1988 aviation accident in Costa Rica

LACSA Flight 628 was a scheduled passenger flight operated by a Boeing 727-100 serving Líneas Aéreas Costarricences. On 23 May 1988, the aircraft crashed while attempting takeoff at Juan Santamaría International Airport in San José, Costa Rica. All 24 occupants on board survived the crash.

== Aircraft ==
The aircraft was a Boeing 727-100 (model 727-22) built in 1965, serial number 18856, registered TI-LRC and powered by three Pratt & Whitney JT8D-7B engines. The aircraft was delivered to Líneas Aéreas Costarricences (LACSA) in May 1987, and had accumulated 50,624 hours and 40,903 flight cycles before being decommissioned following the accident.

== Passengers and crew ==
On board were 16 passengers and 8 crew members: three pilots and five flight attendants. Captain Armando D'Ambrossio Morales, co-pilot Armando Rojas Aguilar, and flight engineer Héctor Araya Naranjo.

== Accident ==
The flight was scheduled to fly from Juan Santamaría International Airport in San José, Costa Rica to Augusto Sandino International Airport in Managua, Nicaragua.
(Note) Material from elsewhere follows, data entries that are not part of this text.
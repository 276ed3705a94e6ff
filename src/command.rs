//! Command channel
//!
//! Two ingress paths feed one handler: line-oriented standard input
//! (monitored with a cancellable poll-based read) and an optional Unix
//! stream socket. Recognized commands:
//!
//! - `stop`: set the global stop flag
//! - `shift_report_time <ms>`: shift the next STATS record
//! - `wait=<bool>`: pause/resume the workload
//! - `<param>=<value>`: live mutation of `block_size`, `iodepth`,
//!   `write_ratio`, `random_ratio`, `flush_blocks`
//! - `help`: list the supported commands
//!
//! Responses go to an [`OutputSink`]: the process logger for stdin and
//! scripted commands, or back to the peer for socket commands (prefixed
//! `DEBUG:`/`WARN:`/`ERROR:`, plain on success).

use crate::config::LiveConfig;
use crate::reporter::ShiftSlot;
use crate::Result;
use anyhow::Context;
use std::io::{BufRead, BufReader, Write};
use std::os::unix::net::{UnixListener, UnixStream};
use std::path::PathBuf;
use std::sync::atomic::{AtomicBool, Ordering};
use std::sync::{Arc, Mutex};
use std::thread;
use std::time::Duration;
use tracing::{debug, error, info, warn};

/// Poll interval of the cancellable stdin read; bounds how long the channel
/// takes to observe `stop`.
const STDIN_POLL_MS: libc::c_int = 500;
/// Accept retry interval of the nonblocking socket listener.
const ACCEPT_POLL: Duration = Duration::from_millis(200);
/// Read timeout of accepted connections, so they also observe `stop`.
const CONNECTION_READ_TIMEOUT: Duration = Duration::from_millis(500);

/// Routes command responses to the logger or back to a socket peer.
pub struct OutputSink<'a> {
    peer: Option<&'a mut dyn Write>,
    debug_enabled: bool,
}

impl<'a> OutputSink<'a> {
    /// Responses go to the process-wide logger.
    pub fn log() -> OutputSink<'static> {
        OutputSink {
            peer: None,
            debug_enabled: false,
        }
    }

    /// Responses go back to a socket peer.
    pub fn to_peer(peer: &'a mut dyn Write) -> OutputSink<'a> {
        OutputSink {
            peer: Some(peer),
            debug_enabled: tracing::enabled!(tracing::Level::DEBUG),
        }
    }

    pub fn debug(&mut self, msg: &str) {
        match self.peer.as_mut() {
            None => debug!("{}", msg),
            Some(peer) => {
                if self.debug_enabled {
                    let _ = writeln!(peer, "DEBUG: {}", msg);
                }
            }
        }
    }

    pub fn info(&mut self, msg: &str) {
        match self.peer.as_mut() {
            None => info!("{}", msg),
            Some(peer) => {
                let _ = writeln!(peer, "{}", msg);
            }
        }
    }

    pub fn warn(&mut self, msg: &str) {
        match self.peer.as_mut() {
            None => warn!("{}", msg),
            Some(peer) => {
                let _ = writeln!(peer, "WARN: {}", msg);
            }
        }
    }

    pub fn error(&mut self, msg: &str) {
        match self.peer.as_mut() {
            None => error!("{}", msg),
            Some(peer) => {
                let _ = writeln!(peer, "ERROR: {}", msg);
            }
        }
    }
}

/// Shared dispatcher for every command ingress (stdin, socket, script).
pub struct CommandHandler {
    live: Arc<LiveConfig>,
    shift: Arc<ShiftSlot>,
    stop: Arc<AtomicBool>,
    stats_interval_s: u32,
}

impl CommandHandler {
    pub fn new(
        live: Arc<LiveConfig>,
        shift: Arc<ShiftSlot>,
        stop: Arc<AtomicBool>,
        stats_interval_s: u32,
    ) -> Self {
        Self {
            live,
            shift,
            stop,
            stats_interval_s,
        }
    }

    /// Dispatch one command line. Command failures are reported through the
    /// sink; the running workload is never affected by a bad command.
    pub fn handle(&self, line: &str, sink: &mut OutputSink<'_>) {
        let command = line.trim();
        if command.is_empty() {
            return;
        }

        if command == "stop" {
            self.stop.store(true, Ordering::Relaxed);
            sink.info("stop command received");
            return;
        }

        if let Some(rest) = command.strip_prefix("shift_report_time ") {
            match rest.trim().parse::<i64>() {
                Ok(ms) => match self.shift.request(ms, self.stats_interval_s) {
                    Ok(msg) => sink.info(&msg),
                    Err(err) => sink.error(&format!("{:#}", err)),
                },
                Err(_) => sink.error(&format!("invalid command: {}", command)),
            }
            return;
        }

        if let Err(err) = self.live.apply_command(command, sink) {
            sink.error(&format!("{:#}", err));
        }
    }
}

/// Owns the stdin monitor thread and the optional socket listener.
pub struct CommandChannel {
    stop: Arc<AtomicBool>,
    failure: Arc<Mutex<Option<anyhow::Error>>>,
    stdin_thread: Option<thread::JoinHandle<()>>,
    listener_thread: Option<thread::JoinHandle<()>>,
    socket_path: Option<PathBuf>,
}

impl CommandChannel {
    pub fn spawn(
        handler: Arc<CommandHandler>,
        socket: Option<PathBuf>,
        stop: Arc<AtomicBool>,
    ) -> Result<Self> {
        let failure = Arc::new(Mutex::new(None));

        let stdin_thread = {
            let handler = handler.clone();
            let stop = stop.clone();
            let failure = failure.clone();
            thread::spawn(move || {
                debug!("command reader thread initiated");
                if let Err(err) = stdin_main(&handler, &stop) {
                    *failure.lock().unwrap() = Some(err);
                }
                debug!("command reader thread finished");
            })
        };

        let listener_thread = match socket {
            Some(ref path) => {
                info!("initiating command socket: {}", path.display());
                let listener = UnixListener::bind(path)
                    .with_context(|| format!("can't bind command socket {}", path.display()))?;
                listener.set_nonblocking(true)?;

                let stop = stop.clone();
                Some(thread::spawn(move || accept_loop(listener, handler, stop)))
            }
            None => None,
        };

        Ok(Self {
            stop,
            failure,
            stdin_thread: Some(stdin_thread),
            listener_thread,
            socket_path: socket,
        })
    }

    /// Whether the channel is still serving. Re-raises a captured stdin
    /// monitor error.
    pub fn is_active(&self) -> Result<bool> {
        if let Some(err) = self.failure.lock().unwrap().take() {
            return Err(err);
        }
        Ok(!self.stop.load(Ordering::Relaxed))
    }
}

impl Drop for CommandChannel {
    fn drop(&mut self) {
        self.stop.store(true, Ordering::Relaxed);
        if let Some(handle) = self.stdin_thread.take() {
            let _ = handle.join();
        }
        if let Some(handle) = self.listener_thread.take() {
            let _ = handle.join();
        }
        if let Some(path) = self.socket_path.take() {
            let _ = std::fs::remove_file(path);
        }
    }
}

/// Monitor stdin with a cancellable blocking read. EOF terminates the run,
/// so the generator stops when a driving harness closes the pipe.
fn stdin_main(handler: &CommandHandler, stop: &AtomicBool) -> Result<()> {
    let fd = libc::STDIN_FILENO;
    let mut pending: Vec<u8> = Vec::new();
    let mut chunk = [0u8; 512];

    while !stop.load(Ordering::Relaxed) {
        let mut pollfd = libc::pollfd {
            fd,
            events: libc::POLLIN,
            revents: 0,
        };
        let ready = unsafe { libc::poll(&mut pollfd, 1, STDIN_POLL_MS) };
        if ready < 0 {
            let err = std::io::Error::last_os_error();
            if err.raw_os_error() == Some(libc::EINTR) {
                continue;
            }
            return Err(err).context("poll on stdin failed");
        }
        if ready == 0 || pollfd.revents & (libc::POLLIN | libc::POLLHUP) == 0 {
            continue;
        }

        let n = unsafe { libc::read(fd, chunk.as_mut_ptr() as *mut libc::c_void, chunk.len()) };
        if n < 0 {
            let err = std::io::Error::last_os_error();
            match err.raw_os_error() {
                Some(libc::EINTR) | Some(libc::EAGAIN) => continue,
                _ => return Err(err).context("read from stdin failed"),
            }
        }
        if n == 0 {
            debug!("stdin closed");
            stop.store(true, Ordering::Relaxed);
            break;
        }

        pending.extend_from_slice(&chunk[..n as usize]);
        while let Some(newline) = pending.iter().position(|&b| b == b'\n') {
            let raw: Vec<u8> = pending.drain(..=newline).collect();
            let line = String::from_utf8_lossy(&raw[..raw.len() - 1]);
            handler.handle(line.trim(), &mut OutputSink::log());
        }
    }

    Ok(())
}

fn accept_loop(listener: UnixListener, handler: Arc<CommandHandler>, stop: Arc<AtomicBool>) {
    while !stop.load(Ordering::Relaxed) {
        match listener.accept() {
            Ok((stream, _)) => {
                debug!("command socket connection accepted");
                let handler = handler.clone();
                let stop = stop.clone();
                thread::spawn(move || {
                    if let Err(err) = connection_main(stream, &handler, &stop) {
                        debug!("socket connection failed: {:#}", err);
                    }
                });
            }
            Err(err) if err.kind() == std::io::ErrorKind::WouldBlock => {
                thread::sleep(ACCEPT_POLL);
            }
            Err(err) => {
                warn!("socket accept failed: {}", err);
                thread::sleep(ACCEPT_POLL);
            }
        }
    }
}

/// Serve one connection: half-duplex, one response per command line.
fn connection_main(stream: UnixStream, handler: &CommandHandler, stop: &AtomicBool) -> Result<()> {
    stream.set_read_timeout(Some(CONNECTION_READ_TIMEOUT))?;
    let mut reader = BufReader::new(stream.try_clone()?);
    let mut writer = stream;

    let mut line = String::new();
    while !stop.load(Ordering::Relaxed) {
        match reader.read_line(&mut line) {
            Ok(0) => break, // peer closed
            Ok(_) => {
                let command = line.trim().to_string();
                line.clear();
                if command.is_empty() {
                    continue;
                }
                info!("command received from socket: {}", command);
                let mut sink = OutputSink::to_peer(&mut writer);
                sink.debug(&format!("message received: {}", command));
                handler.handle(&command, &mut sink);
            }
            Err(err)
                if matches!(
                    err.kind(),
                    std::io::ErrorKind::WouldBlock | std::io::ErrorKind::TimedOut
                ) =>
            {
                continue;
            }
            Err(err) => return Err(err).context("socket read failed"),
        }
    }

    Ok(())
}

#[cfg(test)]
mod tests {
    use super::*;
    use crate::config::IoEngineKind;
    use tempfile::TempDir;

    fn handler_parts() -> (Arc<LiveConfig>, Arc<ShiftSlot>, Arc<AtomicBool>, CommandHandler) {
        let live = Arc::new(LiveConfig::new(
            IoEngineKind::Prwv2,
            false,
            10,
            4,
            4,
            0,
            0.0,
            0.0,
            false,
        ));
        let shift = Arc::new(ShiftSlot::new());
        let stop = Arc::new(AtomicBool::new(false));
        let handler = CommandHandler::new(live.clone(), shift.clone(), stop.clone(), 1);
        (live, shift, stop, handler)
    }

    #[test]
    fn test_sink_prefixes() {
        let mut out = Vec::new();
        let mut sink = OutputSink::to_peer(&mut out);
        sink.info("ok");
        sink.warn("careful");
        sink.error("broken");

        let text = String::from_utf8(out).unwrap();
        assert_eq!(text, "ok\nWARN: careful\nERROR: broken\n");
    }

    #[test]
    fn test_handler_stop() {
        let (_live, _shift, stop, handler) = handler_parts();
        let mut out = Vec::new();
        handler.handle("stop", &mut OutputSink::to_peer(&mut out));

        assert!(stop.load(Ordering::Relaxed));
        assert!(String::from_utf8(out).unwrap().contains("stop command received"));
    }

    #[test]
    fn test_handler_shift_report_time() {
        let (_live, shift, _stop, handler) = handler_parts();
        let mut out = Vec::new();
        handler.handle("shift_report_time 250", &mut OutputSink::to_peer(&mut out));

        assert_eq!(shift.take_us(), 250_000);
        assert!(String::from_utf8(out).unwrap().contains("set shift_report_time = 250ms"));

        let mut out = Vec::new();
        handler.handle("shift_report_time 900", &mut OutputSink::to_peer(&mut out));
        assert!(String::from_utf8(out).unwrap().starts_with("ERROR:"));
    }

    #[test]
    fn test_handler_mutation_and_errors() {
        let (live, _shift, stop, handler) = handler_parts();
        let mut out = Vec::new();

        handler.handle("iodepth=16", &mut OutputSink::to_peer(&mut out));
        assert_eq!(live.iodepth(), 16);

        handler.handle("nonsense", &mut OutputSink::to_peer(&mut out));
        let text = String::from_utf8(out).unwrap();
        assert!(text.contains("set iodepth=16"));
        assert!(text.contains("ERROR: invalid command"));
        // a bad command never stops the workload
        assert!(!stop.load(Ordering::Relaxed));
    }

    #[test]
    fn test_socket_roundtrip() {
        let dir = TempDir::new().unwrap();
        let path = dir.path().join("control.sock");

        let (live, _shift, stop, handler) = handler_parts();
        let listener = UnixListener::bind(&path).unwrap();
        listener.set_nonblocking(true).unwrap();

        let acceptor = {
            let handler = Arc::new(handler);
            let stop = stop.clone();
            thread::spawn(move || accept_loop(listener, handler, stop))
        };

        let mut client = UnixStream::connect(&path).unwrap();
        client
            .set_read_timeout(Some(Duration::from_secs(2)))
            .unwrap();
        let mut responses = BufReader::new(client.try_clone().unwrap());

        client.write_all(b"wait=true\n").unwrap();
        let mut reply = String::new();
        responses.read_line(&mut reply).unwrap();
        assert!(reply.contains("set wait=true"));
        assert!(live.wait());

        client.write_all(b"block_size=2\n").unwrap();
        reply.clear();
        responses.read_line(&mut reply).unwrap();
        assert!(reply.starts_with("ERROR:"));

        client.write_all(b"stop\n").unwrap();
        reply.clear();
        responses.read_line(&mut reply).unwrap();
        assert!(reply.contains("stop command received"));
        assert!(stop.load(Ordering::Relaxed));

        acceptor.join().unwrap();
    }
}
During takeoff on runway 7, the aircraft reached critical rotation speed (V1) and the captain initiated the takeoff maneuver, but the aircraft did not respond. The crew decided to abort the procedure and initiated an emergency braking maneuver. Unable to stop in the remaining distance of the runway, the aircraft overshot, crossed a ditch and stopped in a field, where it caught fire. All 24 occupants suffered minor injuries, while the aircraft was destroyed by the fire.

== Investigation ==
The Directorate General of Civil Aviation of Costa Rica was in charge of the investigations following the accident. The DGAC, in its final report,stated about the possible causes of the accident:

- The excess weight in the forward cargo hold shifted the center of gravity forward.
- Two additional trim units would have been required for takeoff.
- The aircraft did not respond correctly to the pilot's pitch input during the roll phase.
- This was caused by an incorrect adjustment of the aircraft's horizontal stabilizer.

=== Probable Cause ===
Excessive weight in the forward hold, combined with incorrect horizontal stabilizer trim that shifted the center of gravity forward and caused an improper trim setting, prevented the aircraft from responding as expected to pitch control during rotation.